Ma il giovanetto, che soleva cantare le canzoni composte da Orazio, gli si pose accanto; mise le mani incrociate sopra la sinistra spalla di quello, e sopra le mani appoggiò la guancia; poi levando dolcemente gli occhi, così prese piuttosto a mormorare, che a dire:

«Racconta, mio buono Orazio, racconta. Dio ti ha creato apposta per raccontare, come il rosignolo per cantare. — Orazio, in dieci colpi di archibugio tu ne sbagli due; ma le tue storie valgono anche meglio dei tuoi tiri. Orazio, tu sai condurre una imboscata come il Cavaliere dei Pelliccioni[1]; ma più hai talento per esporre un racconto. Tu sai tutto; tu ti sei trovato a tutto. Io penso, che tu ti fossi presente quando Dio appiccò in mezzo al cielo il gran lampione del Sole; tu devi avere insegnato a Noè a pigiare l'uva; e se non portasti mattoni alla torre di Babele ha da essere caso. Se non sapessi che tu sei carne battezzata, io ti crederei quel cane di giudeo che negò a Cristo di riposare all'ombra della sua casa, onde ei ne va condannato a ramingare pel mondo fino alla consumazione dei secoli. Se il Papa ci offrisse una coppia dei suoi cardinali in cambio di te, noi gli diremmo: — Santo Padre, tienti i tuoi cardinali, e lasciaci il nostro Orazio. — Veda un poco papa Clemente se possiede in corte un fiore di lingua come sei tu: forse il Baronio, che scrive storie da far dormire ritti? Racconta, Orazio, racconta una storia; tando tu ci metti quanto a cogliere una rappa di finocchio, e a strofinartene i denti.»

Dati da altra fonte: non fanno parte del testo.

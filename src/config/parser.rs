use crate::config::types::Config;
use crate::config::validation::validate;
use crate::ConfigError;
use sha2::{Digest, Sha256};
use std::path::Path;

/// Reads, parses and validates a configuration file
///
/// # Errors
///
/// * `ConfigError::Io` - the file could not be read
/// * `ConfigError::Parse` - the file is not valid TOML for `Config`
/// * `ConfigError::Validation` - a value is out of range
pub fn load_config(path: &Path) -> Result<Config, ConfigError> {
    load_config_with_hash(path).map(|(config, _)| config)
}

/// Parses and validates configuration from TOML text
pub fn parse_config(content: &str) -> Result<Config, ConfigError> {
    let config: Config = toml::from_str(content)?;
    validate(&config)?;
    Ok(config)
}

/// Hex-encoded SHA-256 of a configuration file's bytes
pub fn compute_config_hash(path: &Path) -> Result<String, ConfigError> {
    let content = std::fs::read(path)?;
    Ok(sha256_hex(&content))
}

/// Loads a configuration along with the hash of exactly the bytes parsed
pub fn load_config_with_hash(path: &Path) -> Result<(Config, String), ConfigError> {
    let content = std::fs::read_to_string(path)?;
    let config = parse_config(&content)?;
    Ok((config, sha256_hex(content.as_bytes())))
}

fn sha256_hex(bytes: &[u8]) -> String {
    hex::encode(Sha256::digest(bytes))
}
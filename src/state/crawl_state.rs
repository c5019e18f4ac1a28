//! Shared per-crawl state
//!
//! One `CrawlState` is created per crawl and shared (behind an `Arc`) by every
//! traversal task. Each structure sits behind its own lock; none of the locks
//! is ever held across an `.await`.

use crate::state::stats::{CrawlStats, Outcome};
use crate::storage::{PageRecord, RecordStore, StorageResult};
use std::collections::HashSet;
use std::sync::atomic::{AtomicUsize, Ordering};
use std::sync::{Arc, Mutex, MutexGuard, PoisonError};

/// Visited and pending URLs, guarded together so that claim and
/// mark-pending are single check-and-insert steps.
#[derive(Debug, Default)]
struct UrlSets {
    /// URLs whose fetch has been attempted (success or failure)
    visited: HashSet<String>,
    /// URLs scheduled for traversal but not yet claimed
    pending: HashSet<String>,
}

/// Mutable state shared by all traversal tasks of one crawl
pub struct CrawlState {
    urls: Mutex<UrlSets>,
    buffer: Mutex<Vec<PageRecord>>,
    flush_threshold: usize,
    store: Arc<dyn RecordStore>,
    total: AtomicUsize,
    done: AtomicUsize,
    stats: Mutex<CrawlStats>,
}

fn lock<T>(mutex: &Mutex<T>) -> MutexGuard<'_, T> {
    // Every critical section is a plain in-memory update, so a panic in one
    // cannot leave the data half-written.
    mutex.lock().unwrap_or_else(PoisonError::into_inner)
}

impl CrawlState {
    /// Creates fresh state for one crawl
    ///
    /// The task counter starts at 1 to account for the seed.
    pub fn new(store: Arc<dyn RecordStore>, flush_threshold: usize) -> Self {
        Self {
            urls: Mutex::new(UrlSets::default()),
            buffer: Mutex::new(Vec::new()),
            flush_threshold: flush_threshold.max(1),
            store,
            total: AtomicUsize::new(1),
            done: AtomicUsize::new(0),
            stats: Mutex::new(CrawlStats::new()),
        }
    }

    // ===== URL Sets =====

    /// Claims a URL for fetching
    ///
    /// Returns `false` if the URL was already visited. Otherwise moves it from
    /// pending to visited and returns `true`. This is the only gate against
    /// fetching the same URL twice.
    pub fn claim(&self, url: &str) -> bool {
        let mut urls = lock(&self.urls);
        if urls.visited.contains(url) {
            return false;
        }

        urls.visited.insert(url.to_string());
        urls.pending.remove(url);
        true
    }

    /// Marks a discovered link as scheduled
    ///
    /// Returns `false` if the URL is already visited or already pending, so
    /// only one traversal task is ever launched per distinct link.
    pub fn mark_pending(&self, url: &str) -> bool {
        let mut urls = lock(&self.urls);
        if urls.visited.contains(url) || urls.pending.contains(url) {
            return false;
        }

        urls.pending.insert(url.to_string());
        true
    }

    pub fn visited_count(&self) -> usize {
        lock(&self.urls).visited.len()
    }

    pub fn pending_count(&self) -> usize {
        lock(&self.urls).pending.len()
    }

    // ===== Record Buffer =====

    /// Buffers a record, writing the buffer out once it reaches the threshold
    ///
    /// The length check and the swap happen under one lock, so concurrent
    /// appends can neither be lost nor written twice.
    pub async fn append(&self, record: PageRecord) -> StorageResult<()> {
        let batch = {
            let mut buffer = lock(&self.buffer);
            buffer.push(record);
            if buffer.len() >= self.flush_threshold {
                Some(std::mem::take(&mut *buffer))
            } else {
                None
            }
        };

        match batch {
            Some(batch) => self.write_batch(batch).await,
            None => Ok(()),
        }
    }

    /// Writes out whatever is buffered
    pub async fn flush(&self) -> StorageResult<()> {
        let batch = std::mem::take(&mut *lock(&self.buffer));
        if batch.is_empty() {
            return Ok(());
        }

        self.write_batch(batch).await
    }

    /// Hands a batch to the store; on failure the batch goes back to the
    /// front of the buffer so a later flush can retry it.
    async fn write_batch(&self, batch: Vec<PageRecord>) -> StorageResult<()> {
        let size = batch.len();
        match self.store.upsert_many(&batch).await {
            Ok(()) => {
                tracing::info!("Flushed {} records", size);
                Ok(())
            }
            Err(e) => {
                tracing::warn!("Failed to flush {} records: {}", size, e);
                let mut buffer = lock(&self.buffer);
                let newer = std::mem::replace(&mut *buffer, batch);
                buffer.extend(newer);
                Err(e)
            }
        }
    }

    pub fn buffered_len(&self) -> usize {
        lock(&self.buffer).len()
    }

    // ===== Statistics =====

    pub fn record_outcome(&self, outcome: Outcome) {
        lock(&self.stats).record(&outcome);
    }

    /// Snapshot of the statistics collected so far
    pub fn stats(&self) -> CrawlStats {
        lock(&self.stats).clone()
    }

    // ===== Progress Counters =====

    /// Accounts for a newly launched child task
    pub fn schedule_child(&self) {
        self.total.fetch_add(1, Ordering::SeqCst);
    }

    /// Accounts for a finished task and returns `(done, total)` afterwards
    pub fn complete_task(&self) -> (usize, usize) {
        let done = self.done.fetch_add(1, Ordering::SeqCst) + 1;
        (done, self.total.load(Ordering::SeqCst))
    }

    /// Current `(done, total)`
    pub fn progress(&self) -> (usize, usize) {
        (
            self.done.load(Ordering::SeqCst),
            self.total.load(Ordering::SeqCst),
        )
    }
}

Orazio a mano a mano che il giovanetto parlava si levò su la vita a sedere, gli toccò carezzando i capelli, e così prese a dire:

«E non ci è verso; bisognerà che racconti la storia. Finchè l'uomo vive ha mestieri di un cappellinaio per appiccarvi il gabbano dei suoi affetti, per quanto logoro e rattoppato e' sia; ed io non posso negare niente a questo ragazzo. Il mondo va alla rovescia; gli usignoli incominciano a prendere i rospi: tu mi sforzi a parlare, Genesio, e poi tu piangerai; guarda bene ve' ch'io non ti veda nè ti senta; che alla croce di Dio ti do uno scavezzone da intronarti la testa; e il peggio è, che il caso al solo pensarci sopra mi stringe la gola, e nella zucca non ho goccia di vino. Ad ogni modo udite.»